▶ [TASK] Which lines below hold the word "Drop"? Copy all of them.

[[ DATA SHOWN open ]]

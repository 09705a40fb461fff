// Copyright (c) 2024-2025 DeepGraph Inc.
// SPDX-License-Identifier: Apache-2.0
//
//! Set-operation normalization
//!
//! Nested UNION ALL chains of the same operation flatten into one n-ary
//! SetOp node so lowering produces a single union-all operator instead of a
//! cascade. Distinct set operations keep their two-child shape: their
//! lowering (dedupe sort, semi joins) is inherently binary.

use crate::plan::operators::logical::{NodeKind, PlanArena};
use crate::plan::optimizers::rules::OptimizerContext;
use crate::plan::PlanningError;

pub fn plan_unions(
    plan: &mut PlanArena,
    _ctx: &mut OptimizerContext<'_>,
) -> Result<bool, PlanningError> {
    let mut changed = false;
    loop {
        let lift = plan.find_all(NodeKind::SetOp).into_iter().find_map(|id| {
            let op = plan.node(id).payload.clone();
            let crate::plan::operators::logical::NodePayload::SetOp(outer) = op else {
                return None;
            };
            if !outer.use_all {
                return None;
            }
            plan.node(id).children.iter().copied().find(|child| {
                matches!(
                    &plan.node(*child).payload,
                    crate::plan::operators::logical::NodePayload::SetOp(inner)
                        if inner.op == outer.op && inner.use_all
                )
            })
            .map(|child| (id, child))
        });
        let Some((parent, child)) = lift else { break };

        let grandchildren = plan.node(child).children.clone();
        let pos = match plan.node(parent).children.iter().position(|c| *c == child) {
            Some(p) => p,
            None => break,
        };
        plan.node_mut(child).children.clear();
        plan.node_mut(parent).children.remove(pos);
        for (offset, gc) in grandchildren.into_iter().enumerate() {
            plan.node_mut(gc).parent = Some(parent);
            plan.node_mut(parent).children.insert(pos + offset, gc);
        }
        changed = true;
    }
    Ok(changed)
}
impl<'a> CanonicalPlanner<'a> {
    pub fn new(ids: &'a mut IdGenerator) -> Self {
        Self { ids }
    }

    /// Build the canonical plan, recording the hints the command implies.
    pub fn build(
        &mut self,
        command: &Command,
        hints: &mut PlanHints,
    ) -> Result<PlanArena, PlanningError> {
        let mut arena = PlanArena::new();
        let root = self.build_command(&mut arena, command, hints)?;
        arena.root = Some(root);
        arena.recompute_groups();
        Ok(arena)
    }

    fn build_command(
        &mut self,
        arena: &mut PlanArena,
        command: &Command,
        hints: &mut PlanHints,
    ) -> Result<NodeId, PlanningError> {
        match command {
            Command::Query(q) => self.build_query(arena, q, hints),
            Command::SetQuery(sq) => self.build_set_query(arena, sq, hints),
            Command::Insert(_)
            | Command::Update(_)
            | Command::Delete(_)
            | Command::Create(_)
            | Command::Drop(_) => {
                hints.is_update = true;
                Ok(self.build_atomic(arena, command))
            }
            Command::StoredProcedure(sp) => Ok(self.build_procedure(arena, command, sp, hints)),
            Command::ProcedureBody(_) => {
                hints.is_update = true;
                Ok(self.build_atomic(arena, command))
            }
        }
    }

    /// Updates and DDL become PROJECT over a SOURCE carrying the whole
    /// command as an atomic pushed unit.
    fn build_atomic(&mut self, arena: &mut PlanArena, command: &Command) -> NodeId {
        let group = match command {
            Command::Insert(i) => i.group.clone(),
            Command::Update(u) => u.group.clone(),
            Command::Delete(d) => d.group.clone(),
            Command::Create(c) => c.group.clone(),
            Command::Drop(d) => d.group.clone(),
            _ => crate::ast::GroupSymbol::new("<anonymous>", crate::ast::GroupId(u32::MAX)),
        };
        let mut payload = SourcePayload::new(group);
        payload.command = Some(command.clone());
        let subs = command.sub_commands();
        if let [only] = subs.as_slice() {
            payload.nested_command = Some(Box::new((*only).clone()));
        }
        let source = arena.add(NodePayload::Source(payload), self.ids.next_id());
        let project = arena.add(
            NodePayload::Project(ProjectPayload::default()),
            self.ids.next_id(),
        );
        arena.attach_child(project, source);
        project
    }

    fn build_procedure(
        &mut self,
        arena: &mut PlanArena,
        command: &Command,
        sp: &StoredProcedure,
        hints: &mut PlanHints,
    ) -> NodeId {
        if sp.relational {
            hints.has_relational_proc = true;
        }
        let mut payload = SourcePayload::new(sp.group.clone());
        payload.command = Some(command.clone());
        let source = arena.add(NodePayload::Source(payload), self.ids.next_id());
        let project = arena.add(
            NodePayload::Project(ProjectPayload::default()),
            self.ids.next_id(),
        );
        arena.attach_child(project, source);
        project
    }

    fn build_set_query(
        &mut self,
        arena: &mut PlanArena,
        sq: &SetQuery,
        hints: &mut PlanHints,
    ) -> Result<NodeId, PlanningError> {
        hints.has_set_query = true;

        let left = self.build_command(arena, &sq.left, hints)?;
        let right = self.build_command(arena, &sq.right, hints)?;
        let set_op = arena.add(
            NodePayload::SetOp(crate::plan::operators::logical::SetOpPayload {
                op: sq.op,
                use_all: sq.all,
            }),
            self.ids.next_id(),
        );
        arena.attach_child(set_op, left);
        arena.attach_child(set_op, right);

        let mut top = set_op;
        if let Some(ob) = &sq.order_by {
            hints.has_sort = true;
            let sort = arena.add(
                NodePayload::Sort(SortPayload {
                    keys: ob.items.clone(),
                    is_dup_removal: false,
                    has_unrelated: false,
                }),
                self.ids.next_id(),
            );
            arena.attach_child(sort, top);
            top = sort;
        }
        if let Some(limit) = &sq.limit {
            if !limit.is_empty() {
                hints.has_limit = true;
                let l = arena.add(
                    NodePayload::TupleLimit(LimitPayload {
                        row_limit: limit.row_limit,
                        offset: limit.offset,
                    }),
                    self.ids.next_id(),
                );
                arena.attach_child(l, top);
                top = l;
            }
        }
        Ok(top)
    }

    fn build_query(
        &mut self,
        arena: &mut PlanArena,
        query: &Query,
        hints: &mut PlanHints,
    ) -> Result<NodeId, PlanningError> {
        // FROM, or a NULL leaf for from-less queries
        let mut top = match &query.from {
            Some(from) => self.build_from(arena, from, hints)?,
            None => arena.add(NodePayload::Null, self.ids.next_id()),
        };

        // WHERE: one SELECT per top-level AND conjunct
        if let Some(criteria) = &query.criteria {
            hints.has_criteria = true;
            for conjunct in criteria.clone().separate_by_and() {
                let select = arena.add(
                    NodePayload::Select(SelectPayload {
                        criteria: conjunct,
                        is_having: false,
                        correlated: Vec::new(),
                    }),
                    self.ids.next_id(),
                );
                arena.attach_child(select, top);
                top = select;
            }
        }

        // GROUP when grouped, filtered on groups, or implicitly aggregated
        let select_has_aggregates = query.select.symbols.iter().any(Expression::is_aggregate);
        let needs_group =
            !query.group_by.is_empty() || query.having.is_some() || select_has_aggregates;
        if needs_group {
            hints.has_aggregates = true;
            let mut aggregates = Vec::new();
            for s in &query.select.symbols {
                collect_aggregates(s, &mut aggregates);
            }
            if let Some(h) = &query.having {
                collect_criteria_aggregates(h, &mut aggregates);
            }
            let group = arena.add(
                NodePayload::Group(GroupPayload {
                    cols: query.group_by.clone(),
                    aggregates,
                }),
                self.ids.next_id(),
            );
            arena.attach_child(group, top);
            top = group;
        }

        // HAVING: conjunct-split SELECTs above the GROUP
        if let Some(having) = &query.having {
            hints.has_criteria = true;
            for conjunct in having.clone().separate_by_and() {
                let is_having = conjunct.references_aggregate();
                let select = arena.add(
                    NodePayload::Select(SelectPayload {
                        criteria: conjunct,
                        is_having,
                        correlated: Vec::new(),
                    }),
                    self.ids.next_id(),
                );
                arena.attach_child(select, top);
                top = select;
            }
        }

        // PROJECT
        let project = arena.add(
            NodePayload::Project(ProjectPayload {
                cols: query.select.symbols.clone(),
                into_group: None,
                correlated: Vec::new(),
            }),
            self.ids.next_id(),
        );
        arena.attach_child(project, top);
        top = project;

        // DISTINCT
        if query.select.distinct {
            let dup = arena.add(NodePayload::DupRemove, self.ids.next_id());
            arena.attach_child(dup, top);
            top = dup;
        }

        // ORDER BY
        if let Some(ob) = &query.order_by {
            hints.has_sort = true;
            let has_unrelated = ob
                .items
                .iter()
                .any(|item| !query.select.symbols.contains(&item.expression));
            let sort = arena.add(
                NodePayload::Sort(SortPayload {
                    keys: ob.items.clone(),
                    is_dup_removal: false,
                    has_unrelated,
                }),
                self.ids.next_id(),
            );
            arena.attach_child(sort, top);
            top = sort;
        }

        // LIMIT/OFFSET: omitted when neither is set
        if let Some(limit) = &query.limit {
            if !limit.is_empty() {
                hints.has_limit = true;
                let l = arena.add(
                    NodePayload::TupleLimit(LimitPayload {
                        row_limit: limit.row_limit,
                        offset: limit.offset,
                    }),
                    self.ids.next_id(),
                );
                arena.attach_child(l, top);
                top = l;
            }
        }

        // SELECT INTO re-wraps the whole plan under a new SOURCE + PROJECT
        if let Some(into) = &query.into {
            hints.is_update = true;
            let source = arena.add(
                NodePayload::Source(SourcePayload::new(into.clone())),
                self.ids.next_id(),
            );
            arena.attach_child(source, top);
            let project = arena.add(
                NodePayload::Project(ProjectPayload {
                    cols: query.select.symbols.clone(),
                    into_group: Some(into.clone()),
                    correlated: Vec::new(),
                }),
                self.ids.next_id(),
            );
            arena.attach_child(project, source);
            top = project;
        }

        Ok(top)
    }

    /// Left-fold the from list into CROSS joins until one predicate tree
    /// remains, then convert it recursively. Deterministic, never cost-based.
    fn build_from(
        &mut self,
        arena: &mut PlanArena,
        from: &From,
        hints: &mut PlanHints,
    ) -> Result<NodeId, PlanningError> {
        if from.clauses.is_empty() {
            return Err(PlanningError::Planner("empty FROM clause".to_string()));
        }
        let mut clauses = from.clauses.clone();
        while clauses.len() > 1 {
            let right = clauses.remove(1);
            let left = clauses.remove(0);
            clauses.insert(
                0,
                FromClause::Join(Box::new(crate::ast::JoinPredicate {
                    left,
                    right,
                    join_type: crate::ast::JoinType::Cross,
                    criteria: Vec::new(),
                    hints: crate::ast::FromHints::default(),
                })),
            );
        }
        self.convert_clause(arena, &clauses[0], hints)
    }

    fn convert_clause(
        &mut self,
        arena: &mut PlanArena,
        clause: &FromClause,
        hints: &mut PlanHints,
    ) -> Result<NodeId, PlanningError> {
        match clause {
            FromClause::Unary { group, hints: fh } => {
                let mut payload = SourcePayload::new(group.clone());
                payload.make_dep = fh.make_dep;
                payload.make_not_dep = fh.make_not_dep;
                payload.optional = fh.optional;
                if fh.optional {
                    hints.has_optional_join = true;
                }
                Ok(arena.add(NodePayload::Source(payload), self.ids.next_id()))
            }
            FromClause::Subquery {
                group,
                command,
                hints: fh,
            } => {
                let mut payload = SourcePayload::new(group.clone());
                payload.command = Some((**command).clone());
                payload.make_dep = fh.make_dep;
                payload.make_not_dep = fh.make_not_dep;
                payload.optional = fh.optional;
                if fh.optional {
                    hints.has_optional_join = true;
                }
                Ok(arena.add(NodePayload::Source(payload), self.ids.next_id()))
            }
            FromClause::Join(jp) => {
                hints.has_join = true;
                let left = self.convert_clause(arena, &jp.left, hints)?;
                let right = self.convert_clause(arena, &jp.right, hints)?;

                let mut payload = JoinPayload::new(jp.join_type);
                payload.criteria = jp.criteria.clone();
                payload.optional = jp.hints.optional;
                if jp.hints.optional || jp.join_type == crate::ast::JoinType::LeftOuter {
                    hints.has_optional_join = true;
                }
                if !jp.criteria.is_empty() {
                    hints.has_criteria = true;
                }

                let join = arena.add(NodePayload::Join(payload), self.ids.next_id());
                arena.attach_child(join, left);
                arena.attach_child(join, right);
                Ok(join)
            }
        }
    }
}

[[ DATA SHOWN closed ]]

▶ [WRITTEN ANSWER]
            | Command::Drop(_) => {
            Command::Drop(d) => d.group.clone(),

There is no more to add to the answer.